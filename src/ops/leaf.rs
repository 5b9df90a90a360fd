use super::{
    fs::FileSystem, group::{CopyCmd, CreateFolderCmd, DeleteCmd, MoveCmd},
    rename::RenameCmd, touch::TouchCmd,
};
use crate::{
    command::{run_leaf, Command, CommandType, ExecContext, LeafOutcome, Verbosity},
    errors::FileOpError,
};
use serde::{Deserialize, Serialize};
use std::path::{Path, PathBuf};
/// One filesystem mutation and nothing else.
pub trait LeafCommand {
    fn command_type(&self) -> CommandType;
    fn apply(&self, fs: &dyn FileSystem) -> Result<(), FileOpError>;
    fn format(&self, verbosity: Verbosity) -> String;
}
/// Every persistable leaf; the variant is the discriminant written first on disk.
#[derive(Debug, Clone, PartialEq, Eq, Serialize, Deserialize)]
pub enum FileCommand {
    Rename(RenameCmd),
    Touch(TouchCmd),
    Delete(DeleteCmd),
    Copy(CopyCmd),
    Move(MoveCmd),
    CreateFolder(CreateFolderCmd),
}
impl FileCommand {
    fn leaf(&self) -> &dyn LeafCommand {
        match self {
            FileCommand::Rename(cmd) => cmd,
            FileCommand::Touch(cmd) => cmd,
            FileCommand::Delete(cmd) => cmd,
            FileCommand::Copy(cmd) => cmd,
            FileCommand::Move(cmd) => cmd,
            FileCommand::CreateFolder(cmd) => cmd,
        }
    }
    pub fn command_type(&self) -> CommandType {
        self.leaf().command_type()
    }
    pub fn format(&self, verbosity: Verbosity) -> String {
        self.leaf().format(verbosity)
    }
    pub fn is_undoable(&self) -> bool {
        match self {
            FileCommand::Delete(cmd) => cmd.trash.is_some(),
            _ => true,
        }
    }
    pub fn primary_path(&self) -> &Path {
        match self {
            FileCommand::Rename(cmd) => &cmd.source,
            FileCommand::Touch(cmd) => &cmd.path,
            FileCommand::Delete(cmd) => &cmd.path,
            FileCommand::Copy(cmd) => &cmd.source,
            FileCommand::Move(cmd) => &cmd.source,
            FileCommand::CreateFolder(cmd) => &cmd.path,
        }
    }
    pub fn make_unexecute_cmd(&self) -> Option<ReverseCommand> {
        let inverse = match self {
            FileCommand::Rename(cmd) => cmd.inverse(),
            FileCommand::Touch(cmd) => cmd.inverse(),
            FileCommand::Delete(cmd) => cmd.inverse()?,
            FileCommand::Copy(cmd) => cmd.inverse(),
            FileCommand::Move(cmd) => cmd.inverse(),
            FileCommand::CreateFolder(cmd) => cmd.inverse(),
        };
        Some(ReverseCommand {
            command: inverse,
            origin: self.clone(),
        })
    }
    /// Parses one brief-verbosity line back into the leaf type `kind`.
    pub fn parse_entry(kind: CommandType, line: &str) -> Option<Self> {
        match kind {
            CommandType::Rename => RenameCmd::parse_entry(line).map(FileCommand::Rename),
            CommandType::Touch => TouchCmd::parse_entry(line).map(FileCommand::Touch),
            CommandType::Delete => DeleteCmd::parse_entry(line).map(FileCommand::Delete),
            CommandType::Copy => CopyCmd::parse_entry(line).map(FileCommand::Copy),
            CommandType::Move => MoveCmd::parse_entry(line).map(FileCommand::Move),
            CommandType::CreateFolder => {
                CreateFolderCmd::parse_entry(line).map(FileCommand::CreateFolder)
            }
        }
    }
}
impl LeafCommand for FileCommand {
    fn command_type(&self) -> CommandType {
        FileCommand::command_type(self)
    }
    fn apply(&self, fs: &dyn FileSystem) -> Result<(), FileOpError> {
        self.leaf().apply(fs)
    }
    fn format(&self, verbosity: Verbosity) -> String {
        FileCommand::format(self, verbosity)
    }
}
impl Command for FileCommand {
    fn command_type(&self) -> CommandType {
        FileCommand::command_type(self)
    }
    fn execute(&mut self, ctx: &mut ExecContext<'_>) -> bool {
        let done = run_leaf(&*self, ctx) == LeafOutcome::Succeeded;
        if done {
            ctx.notify(&*self);
        }
        done
    }
    fn unexecute(&mut self, ctx: &mut ExecContext<'_>) -> bool {
        let done = match self.make_unexecute_cmd() {
            Some(reverse) => run_leaf(&reverse, ctx) == LeafOutcome::Succeeded,
            None => false,
        };
        if done {
            ctx.notify(&*self);
        }
        done
    }
    fn is_undoable(&self) -> bool {
        FileCommand::is_undoable(self)
    }
    fn format(&self, verbosity: Verbosity) -> String {
        FileCommand::format(self, verbosity)
    }
}
/// The inverse of a leaf; it owns a copy of the leaf it reverses and reads
/// its description from there.
#[derive(Debug, Clone)]
pub struct ReverseCommand {
    command: FileCommand,
    origin: FileCommand,
}
impl ReverseCommand {
    pub fn command(&self) -> &FileCommand {
        &self.command
    }
    pub fn origin(&self) -> &FileCommand {
        &self.origin
    }
}
impl LeafCommand for ReverseCommand {
    fn command_type(&self) -> CommandType {
        self.origin.command_type()
    }
    fn apply(&self, fs: &dyn FileSystem) -> Result<(), FileOpError> {
        self.command.apply(fs)
    }
    fn format(&self, verbosity: Verbosity) -> String {
        self.origin.format(verbosity)
    }
}
pub(crate) fn render(
    kind: CommandType,
    entry: String,
    summary: String,
    verbosity: Verbosity,
) -> String {
    match verbosity {
        Verbosity::Brief => entry,
        Verbosity::Summary => format!("{} {}", kind.verb(), summary),
        Verbosity::Detailed => format!("{}: {}", kind.verb(), entry),
    }
}
pub(crate) fn split_arrow(line: &str) -> Option<(PathBuf, PathBuf)> {
    let (source, dest) = line.split_once(" -> ")?;
    if source.is_empty() || dest.is_empty() {
        return None;
    }
    Some((PathBuf::from(source), PathBuf::from(dest)))
}
/// A bare path entry as written by the log: rooted, and not a tag or header line.
pub(crate) fn rooted_path(line: &str) -> Option<PathBuf> {
    if line.is_empty() || line.contains(" -> ") || line.starts_with(&['[', '<'][..]) {
        return None;
    }
    let bytes = line.as_bytes();
    let drive = bytes.len() > 2 && bytes[0].is_ascii_alphabetic() && bytes[1] == b':'
        && matches!(bytes[2], b'\\' | b'/');
    if Path::new(line).has_root() || drive {
        Some(PathBuf::from(line))
    } else {
        None
    }
}
pub(crate) fn file_name(path: &Path) -> String {
    path.file_name()
        .map(|name| name.to_string_lossy().into_owned())
        .unwrap_or_else(|| path.display().to_string())
}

Exercise: Word for word, write out all of the entries again.

Reply to the exercise:
filename src/ops/leaf.rs
repository 5b9df90a90a360fd
use super::{
    fs::FileSystem, group::{CopyCmd, CreateFolderCmd, DeleteCmd, MoveCmd},
    rename::RenameCmd, touch::TouchCmd,
};
use crate::{
    command::{run_leaf, Command, CommandType, ExecContext, LeafOutcome, Verbosity},
    errors::FileOpError,
};
use serde::{Deserialize, Serialize};
use std::path::{Path, PathBuf};
/// One filesystem mutation and nothing else.
pub trait LeafCommand {
    fn command_type(&self) -> CommandType;
    fn apply(&self, fs: &dyn FileSystem) -> Result<(), FileOpError>;
    fn format(&self, verbosity: Verbosity) -> String;
}
/// Every persistable leaf; the variant is the discriminant written first on disk.
#[derive(Debug, Clone, PartialEq, Eq, Serialize, Deserialize)]
pub enum FileCommand {
    Rename(RenameCmd),
    Touch(TouchCmd),
    Delete(DeleteCmd),
    Copy(CopyCmd),
    Move(MoveCmd),
    CreateFolder(CreateFolderCmd),
}
impl FileCommand {
    fn leaf(&self) -> &dyn LeafCommand {
        match self {
            FileCommand::Rename(cmd) => cmd,
            FileCommand::Touch(cmd) => cmd,
            FileCommand::Delete(cmd) => cmd,
            FileCommand::Copy(cmd) => cmd,
            FileCommand::Move(cmd) => cmd,
            FileCommand::CreateFolder(cmd) => cmd,
        }
    }
    pub fn command_type(&self) -> CommandType {
        self.leaf().command_type()
    }
    pub fn format(&self, verbosity: Verbosity) -> String {
        self.leaf().format(verbosity)
    }
    pub fn is_undoable(&self) -> bool {
        match self {
            FileCommand::Delete(cmd) => cmd.trash.is_some(),
            _ => true,
        }
    }
    pub fn primary_path(&self) -> &Path {
        match self {
            FileCommand::Rename(cmd) => &cmd.source,
            FileCommand::Touch(cmd) => &cmd.path,
            FileCommand::Delete(cmd) => &cmd.path,
            FileCommand::Copy(cmd) => &cmd.source,
            FileCommand::Move(cmd) => &cmd.source,
            FileCommand::CreateFolder(cmd) => &cmd.path,
        }
    }
    pub fn make_unexecute_cmd(&self) -> Option<ReverseCommand> {
        let inverse = match self {
            FileCommand::Rename(cmd) => cmd.inverse(),
            FileCommand::Touch(cmd) => cmd.inverse(),
            FileCommand::Delete(cmd) => cmd.inverse()?,
            FileCommand::Copy(cmd) => cmd.inverse(),
            FileCommand::Move(cmd) => cmd.inverse(),
            FileCommand::CreateFolder(cmd) => cmd.inverse(),
        };
        Some(ReverseCommand {
            command: inverse,
            origin: self.clone(),
        })
    }
    /// Parses one brief-verbosity line back into the leaf type `kind`.
    pub fn parse_entry(kind: CommandType, line: &str) -> Option<Self> {
        match kind {
            CommandType::Rename => RenameCmd::parse_entry(line).map(FileCommand::Rename),
            CommandType::Touch => TouchCmd::parse_entry(line).map(FileCommand::Touch),
            CommandType::Delete => DeleteCmd::parse_entry(line).map(FileCommand::Delete),
            CommandType::Copy => CopyCmd::parse_entry(line).map(FileCommand::Copy),
            CommandType::Move => MoveCmd::parse_entry(line).map(FileCommand::Move),
            CommandType::CreateFolder => {
                CreateFolderCmd::parse_entry(line).map(FileCommand::CreateFolder)
            }
        }
    }
}
impl LeafCommand for FileCommand {
    fn command_type(&self) -> CommandType {
        FileCommand::command_type(self)
    }
    fn apply(&self, fs: &dyn FileSystem) -> Result<(), FileOpError> {
        self.leaf().apply(fs)
    }
    fn format(&self, verbosity: Verbosity) -> String {
        FileCommand::format(self, verbosity)
    }
}
impl Command for FileCommand {
    fn command_type(&self) -> CommandType {
        FileCommand::command_type(self)
    }
    fn execute(&mut self, ctx: &mut ExecContext<'_>) -> bool {
        let done = run_leaf(&*self, ctx) == LeafOutcome::Succeeded;
        if done {
            ctx.notify(&*self);
        }
        done
    }
    fn unexecute(&mut self, ctx: &mut ExecContext<'_>) -> bool {
        let done = match self.make_unexecute_cmd() {
            Some(reverse) => run_leaf(&reverse, ctx) == LeafOutcome::Succeeded,
            None => false,
        };
        if done {
            ctx.notify(&*self);
        }
        done
    }
    fn is_undoable(&self) -> bool {
        FileCommand::is_undoable(self)
    }
    fn format(&self, verbosity: Verbosity) -> String {
        FileCommand::format(self, verbosity)
    }
}
/// The inverse of a leaf; it owns a copy of the leaf it reverses and reads
/// its description from there.
#[derive(Debug, Clone)]
pub struct ReverseCommand {
    command: FileCommand,
    origin: FileCommand,
}
impl ReverseCommand {
    pub fn command(&self) -> &FileCommand {
        &self.command
    }
    pub fn origin(&self) -> &FileCommand {
        &self.origin
    }
}
impl LeafCommand for ReverseCommand {
    fn command_type(&self) -> CommandType {
        self.origin.command_type()
    }
    fn apply(&self, fs: &dyn FileSystem) -> Result<(), FileOpError> {
        self.command.apply(fs)
    }
    fn format(&self, verbosity: Verbosity) -> String {
        self.origin.format(verbosity)
    }
}
pub(crate) fn render(
    kind: CommandType,
    entry: String,
    summary: String,
    verbosity: Verbosity,
) -> String {
    match verbosity {
        Verbosity::Brief => entry,
        Verbosity::Summary => format!("{} {}", kind.verb(), summary),
        Verbosity::Detailed => format!("{}: {}", kind.verb(), entry),
    }
}
pub(crate) fn split_arrow(line: &str) -> Option<(PathBuf, PathBuf)> {
    let (source, dest) = line.split_once(" -> ")?;
    if source.is_empty() || dest.is_empty() {
        return None;
    }
    Some((PathBuf::from(source), PathBuf::from(dest)))
}
/// A bare path entry as written by the log: rooted, and not a tag or header line.
pub(crate) fn rooted_path(line: &str) -> Option<PathBuf> {
    if line.is_empty() || line.contains(" -> ") || line.starts_with(&['[', '<'][..]) {
        return None;
    }
    let bytes = line.as_bytes();
    let drive = bytes.len() > 2 && bytes[0].is_ascii_alphabetic() && bytes[1] == b':'
        && matches!(bytes[2], b'\\' | b'/');
    if Path::new(line).has_root() || drive {
        Some(PathBuf::from(line))
    } else {
        None
    }
}
pub(crate) fn file_name(path: &Path) -> String {
    path.file_name()
        .map(|name| name.to_string_lossy().into_owned())
        .unwrap_or_else(|| path.display().to_string())
}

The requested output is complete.